Rising bets on an interest rate cut by the US Federal Reserve boosted Latin American stocks and currencies, with Brazil's real jumping to an over three-month high on optimism over the government's pension reform.
The real firmed at 3.7969 per dollar, its strongest level since March 22, with Brazil's special congressional committee set to vote on an amended pension reform bill presented by coordinator Samuel Moreira.
Lower House Speaker Rodrigo Maia said earlier this week the committee will vote on plans to generate savings of around 940 billion reais ($244 billion) over the next decade.
"We expect the reform to be approved by the Chamber of Deputies in August, with total expected fiscal savings of 750 billion reais in ten years," Credit Suisse analysts wrote in a note.
Signs of progress in the pension reform has eased investors nerves around Brazil as economists slashed their 2019 growth outlook in recent weeks amid high unemployment and a global slowdown.
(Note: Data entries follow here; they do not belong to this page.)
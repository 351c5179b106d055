//! Answer Service HTTP client: one `POST {question}` per call, `{answer}` back.
//! No timeout and no retry; a call that never settles keeps the widget in `Sending`.

use std::future::Future;

use crate::messages::{AnswerResponse, ChatRequest, ErrorBody};

/// Error message used when a non-2xx body carries no `detail`.
pub const API_ERROR_FALLBACK: &str = "Ocorreu um erro na API.";

/// A successful reply from the Answer Service.
#[derive(Debug, Clone, PartialEq, Eq)]
pub struct Answer {
    pub text: String,
    pub sources: Vec<String>,
}

/// Anything that turns a question into an [`Answer`].
pub trait AnswerService {
    fn ask(&self, question: &str) -> impl Future<Output = Result<Answer, ClientError>> + Send;
}

/// Answer Service failure. `Display` is the text the widget shows after `"Erro: "`.
#[derive(Debug, Clone, PartialEq, Eq)]
pub enum ClientError {
    /// The HTTP exchange did not complete (connect, DNS, reset).
    Transport(String),
    /// The service answered with a non-2xx status.
    Api { status: u16, message: String },
    /// A 2xx body that is not a valid answer.
    Decode(String),
}

impl ClientError {
    fn transport(e: reqwest::Error) -> Self {
        ClientError::Transport(e.to_string())
    }
}

impl std::fmt::Display for ClientError {
    fn fmt(&self, f: &mut std::fmt::Formatter<'_>) -> std::fmt::Result {
        match self {
            ClientError::Transport(s) | ClientError::Decode(s) => write!(f, "{}", s),
            ClientError::Api { message, .. } => write!(f, "{}", message),
        }
    }
}

impl std::error::Error for ClientError {}

impl From<serde_json::Error> for ClientError {
    fn from(e: serde_json::Error) -> Self {
        ClientError::Decode(e.to_string())
    }
}

/// HTTP client bound to one endpoint. Cheap to clone.
#[derive(Debug, Clone)]
pub struct AnswerClient {
    http: reqwest::Client,
    url: String,
    session_id: Option<String>,
}

impl AnswerClient {
    pub fn new(url: impl Into<String>, session_id: Option<String>) -> Self {
        Self {
            http: reqwest::Client::new(),
            url: url.into(),
            session_id,
        }
    }

    pub fn from_config(config: &crate::Config) -> Self {
        Self::new(config.api_url(), config.session_id().map(str::to_string))
    }

    pub fn url(&self) -> &str {
        &self.url
    }

    /// Post `question` and wait for the reply.
    pub async fn ask(&self, question: &str) -> Result<Answer, ClientError> {
        let body = ChatRequest::new(question, self.session_id.as_deref());
        tracing::debug!(url = %self.url, "posting question");

        let response = self
            .http
            .post(&self.url)
            .json(&body)
            .send()
            .await
            .map_err(ClientError::transport)?;

        let status = response.status();
        let bytes = response.bytes().await.map_err(ClientError::transport)?;

        if !status.is_success() {
            let message = ErrorBody::from_bytes(&bytes)
                .detail
                .unwrap_or_else(|| API_ERROR_FALLBACK.to_string());
            tracing::warn!(status = status.as_u16(), %message, "answer service returned an error");
            return Err(ClientError::Api {
                status: status.as_u16(),
                message,
            });
        }

        let parsed: AnswerResponse = serde_json::from_slice(&bytes)?;
        Ok(Answer {
            text: parsed.answer,
            sources: parsed.source.unwrap_or_default(),
        })
    }
}

impl AnswerService for AnswerClient {
    fn ask(&self, question: &str) -> impl Future<Output = Result<Answer, ClientError>> + Send {
        AnswerClient::ask(self, question)
    }
}

#[cfg(test)]
mod tests {
    use super::*;

    #[test]
    fn display_is_the_bare_message() {
        let e = ClientError::Api {
            status: 500,
            message: "Service unavailable".into(),
        };
        assert_eq!(e.to_string(), "Service unavailable");
        assert_eq!(
            ClientError::Transport("connection refused".into()).to_string(),
            "connection refused"
        );
    }

    #[test]
    fn from_config_uses_default_url() {
        let client = AnswerClient::from_config(&crate::Config::default());
        assert_eq!(client.url(), crate::DEFAULT_API_URL);
    }
}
The Bovespa shot to another record, helped by banking shares such as Banco Bradesco SA and Itau Unibanco Holding SA. Shares of state-run oil firm Petrobras gained despite a dip in oil prices
With US markets closed for its Independence Day holiday, risk assets elsewhere rallied on hopes the Fed will cut interest rate as early as July after soft US economic data and the nominated European Central Bank chief Christine Lagarde will keep to a dovish policy path, sending benchmark debt yields tumbling and the dollar down.
The Mexican peso rose for a fourth day in a row, while the Chilean peso and the Colombian peso also made slight gains.